Task statement => Entries follow. Give back exactly the lines starting at the one containing "self.overlay = Some(overlay);" and ending at the one containing "if let PhysicalKey::Code(code)", and no other lines.

Information provided =>
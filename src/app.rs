use std::sync::Arc;

use instant::Instant;
use winit::application::ApplicationHandler;
use winit::dpi::LogicalSize;
use winit::event::{ElementState, MouseButton, WindowEvent};
use winit::event_loop::{ActiveEventLoop, ControlFlow, EventLoop};
use winit::keyboard::{KeyCode, PhysicalKey};
use winit::window::{Window, WindowAttributes, WindowId};

use crate::debug::DebugOverlay;
use crate::render::instance::FrameInstances;
use crate::render::pipeline::CameraSlot;
use crate::render::GpuState;
use crate::robot::Pose;
use crate::scene::camera::{self, ActiveCamera};
use crate::scene::Scene;

/// Target simulation tick rate (seconds per tick).
const TICK_RATE: f64 = 1.0 / 60.0;
/// Max accumulated time before we clamp (prevents spiral of death).
const MAX_ACCUMULATOR: f64 = 0.25;
/// Initial window size.
const WINDOW_WIDTH: u32 = 960;
const WINDOW_HEIGHT: u32 = 640;

/// Top-level application state.
struct App {
    window: Option<Arc<Window>>,
    gpu: Option<GpuState>,
    overlay: Option<DebugOverlay>,

    scene: Scene,

    // Staged draw data, reused each frame.
    frame: FrameInstances,

    // Previous and current tick poses — lerped for smooth rendering.
    prev_pose: Pose,
    curr_pose: Pose,

    // Fixed timestep
    last_frame_time: Option<Instant>,
    accumulator: f64,
    tick_count: u64,

    // Mouse drag state
    cursor_pos: Option<(f32, f32)>,
    left_down: bool,
    right_down: bool,
}

impl App {
    fn new() -> Self {
        let mut rng = fastrand::Rng::new();
        let scene = Scene::new(&mut rng);
        let pose = scene.robot.pose();
        Self {
            window: None,
            gpu: None,
            overlay: None,
            scene,
            frame: FrameInstances::default(),
            prev_pose: pose,
            curr_pose: pose,
            last_frame_time: None,
            accumulator: 0.0,
            tick_count: 0,
            cursor_pos: None,
            left_down: false,
            right_down: false,
        }
    }

    /// Run fixed-timestep simulation ticks.
    fn run_fixed_update(&mut self, dt: f64) {
        self.accumulator += dt;

        if self.accumulator > MAX_ACCUMULATOR {
            self.accumulator = MAX_ACCUMULATOR;
        }

        while self.accumulator >= TICK_RATE {
            self.prev_pose = self.curr_pose;
            self.scene.tick();
            self.curr_pose = self.scene.robot.pose();

            self.accumulator -= TICK_RATE;
            self.tick_count += 1;
        }
    }

    /// Interpolation alpha for rendering between ticks.
    fn interpolation_alpha(&self) -> f32 {
        (self.accumulator / TICK_RATE) as f32
    }

    fn handle_key(&mut self, code: KeyCode, event_loop: &ActiveEventLoop) {
        match code {
            KeyCode::Escape => {
                log::info!("ESC pressed, exiting");
                event_loop.exit();
            }
            KeyCode::Digit1 => self.scene.wireframe = !self.scene.wireframe,
            KeyCode::Digit2 => self.scene.show_axes = !self.scene.show_axes,
            KeyCode::KeyA => self.scene.animate = !self.scene.animate,
            KeyCode::KeyI => self.scene.active_camera = ActiveCamera::Inner,
            KeyCode::KeyO => self.scene.active_camera = ActiveCamera::Outer,
            KeyCode::ArrowUp => self.scene.inner_camera.advance(1.0),
            KeyCode::ArrowDown => self.scene.inner_camera.advance(-1.0),
            KeyCode::ArrowLeft => self.scene.inner_camera.strafe(-1.0),
            KeyCode::ArrowRight => self.scene.inner_camera.strafe(1.0),
            KeyCode::F12 => {
                if let Some(overlay) = &mut self.overlay {
                    overlay.visible = !overlay.visible;
                }
            }
            _ => {}
        }
    }

    /// Route a mouse drag to whichever camera has control.
    fn handle_cursor_moved(&mut self, x: f32, y: f32) {
        if let Some((last_x, last_y)) = self.cursor_pos {
            let dx = x - last_x;
            let dy = y - last_y;

            if self.left_down {
                match self.scene.active_camera {
                    ActiveCamera::Outer => self.scene.outer_camera.drag(dx, dy),
                    ActiveCamera::Inner => self.scene.inner_camera.drag(dx, dy),
                }
            } else if self.right_down && self.scene.active_camera == ActiveCamera::Outer {
                self.scene.outer_camera.zoom(dx + dy);
            }
        }
        self.cursor_pos = Some((x, y));
    }

    fn redraw(&mut self) {
        let now = Instant::now();
        if let Some(last) = self.last_frame_time {
            let dt = now.duration_since(last).as_secs_f64();
            if let Some(overlay) = &mut self.overlay {
                overlay.record_frame(dt);
            }
            self.run_fixed_update(dt);
        }
        self.last_frame_time = Some(now);

        // Stage the scene at the interpolated pose.
        let pose = self.prev_pose.lerp(&self.curr_pose, self.interpolation_alpha());
        self.frame.stage(&self.scene, &pose);

        let (Some(window), Some(gpu), Some(overlay)) =
            (&self.window, &mut self.gpu, &mut self.overlay)
        else {
            return;
        };

        gpu.update_instances(&self.frame);

        let projection = camera::perspective(gpu.aspect_ratio());
        gpu.update_camera(CameraSlot::Outer, projection * self.scene.outer_camera.view());
        gpu.update_camera(CameraSlot::Inner, projection * self.scene.inner_camera.view());

        let Some(mut frame_ctx) = gpu.begin_frame() else {
            return;
        };

        gpu.draw_main_view(&mut frame_ctx.encoder, &frame_ctx.view, self.scene.wireframe);
        gpu.draw_inset_view(
            &mut frame_ctx.encoder,
            &frame_ctx.view,
            self.scene.wireframe,
            self.frame.shared_line_count,
        );

        // Overlay on top of both viewports.
        let (primitives, textures_delta, screen_descriptor) = overlay.run_frame(
            window,
            gpu.surface_config.width,
            gpu.surface_config.height,
            &mut self.scene,
            self.tick_count,
        );
        let egui_cmd_bufs = overlay.prepare_egui(
            &gpu.device,
            &gpu.queue,
            &mut frame_ctx.encoder,
            &primitives,
            &textures_delta,
            &screen_descriptor,
        );
        {
            let mut egui_pass = GpuState::begin_egui_pass(&mut frame_ctx.encoder, &frame_ctx.view);
            overlay.render_egui(&mut egui_pass, &primitives, &screen_descriptor);
        }

        gpu.finish_frame(frame_ctx.encoder, frame_ctx.output, egui_cmd_bufs);
        overlay.free_textures(&textures_delta);
    }
}

impl ApplicationHandler for App {
    fn resumed(&mut self, event_loop: &ActiveEventLoop) {
        if self.window.is_some() {
            return;
        }

        let attrs = WindowAttributes::default()
            .with_title("walkbot")
            .with_inner_size(LogicalSize::new(WINDOW_WIDTH, WINDOW_HEIGHT));

        let window = Arc::new(
            event_loop
                .create_window(attrs)
                .expect("failed to create window"),
        );

        let size = window.inner_size();
        log::info!("Window created: {}x{}", size.width, size.height);

        let gpu = GpuState::new(window.clone());
        let overlay = DebugOverlay::new(&window, &gpu);
        log::info!("wgpu + scene pipelines initialized");

        log::info!(
            "Walk queued: {} keyframes, looping",
            self.scene.animator.frame_count()
        );

        // Continuous render loop.
        event_loop.set_control_flow(ControlFlow::Poll);

        self.gpu = Some(gpu);
        self.overlay = Some(overlay);
        self.window = Some(window);
    }

    fn about_to_wait(&mut self, _event_loop: &ActiveEventLoop) {
        if let Some(w) = &self.window {
            w.request_redraw();
        }
    }

    fn window_event(
        &mut self,
        event_loop: &ActiveEventLoop,
        _window_id: WindowId,
        event: WindowEvent,
    ) {
        // Let the overlay see events first; skip camera/key handling for
        // anything egui claimed (typing or dragging inside the panel).
        let consumed = match (&self.window, &mut self.overlay) {
            (Some(window), Some(overlay)) => overlay.on_window_event(window, &event),
            _ => false,
        };

        match event {
            WindowEvent::CloseRequested => {
                log::info!("Close requested, exiting");
                event_loop.exit();
            }
            WindowEvent::Resized(new_size) => {
                if let Some(gpu) = &mut self.gpu {
                    gpu.resize(new_size.width, new_size.height);
                }
            }
            WindowEvent::KeyboardInput { event, .. } if !consumed => {
                if event.state == ElementState::Pressed {
                    if let PhysicalKey::Code(code) = event.physical_key {
                        self.handle_key(code, event_loop);
                    }
                }
            }
            WindowEvent::MouseInput { state, button, .. } if !consumed => {
                let down = state == ElementState::Pressed;
                match button {
                    MouseButton::Left => self.left_down = down,
                    MouseButton::Right => self.right_down = down,
                    _ => {}
                }
            }
            WindowEvent::CursorMoved { position, .. } if !consumed => {
                self.handle_cursor_moved(position.x as f32, position.y as f32);
            }
            WindowEvent::RedrawRequested => {
                self.redraw();
            }
            _ => {}
        }
    }
}

/// Entry point — create event loop and run.
pub fn run() -> Result<(), Box<dyn std::error::Error>> {
    let event_loop = EventLoop::new()?;
    let mut app = App::new();
    event_loop.run_app(&mut app)?;
    Ok(())
}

Result =>
        self.overlay = Some(overlay);
        self.window = Some(window);
    }

    fn about_to_wait(&mut self, _event_loop: &ActiveEventLoop) {
        if let Some(w) = &self.window {
            w.request_redraw();
        }
    }

    fn window_event(
        &mut self,
        event_loop: &ActiveEventLoop,
        _window_id: WindowId,
        event: WindowEvent,
    ) {
        // Let the overlay see events first; skip camera/key handling for
        // anything egui claimed (typing or dragging inside the panel).
        let consumed = match (&self.window, &mut self.overlay) {
            (Some(window), Some(overlay)) => overlay.on_window_event(window, &event),
            _ => false,
        };

        match event {
            WindowEvent::CloseRequested => {
                log::info!("Close requested, exiting");
                event_loop.exit();
            }
            WindowEvent::Resized(new_size) => {
                if let Some(gpu) = &mut self.gpu {
                    gpu.resize(new_size.width, new_size.height);
                }
            }
            WindowEvent::KeyboardInput { event, .. } if !consumed => {
                if event.state == ElementState::Pressed {
                    if let PhysicalKey::Code(code) = event.physical_key {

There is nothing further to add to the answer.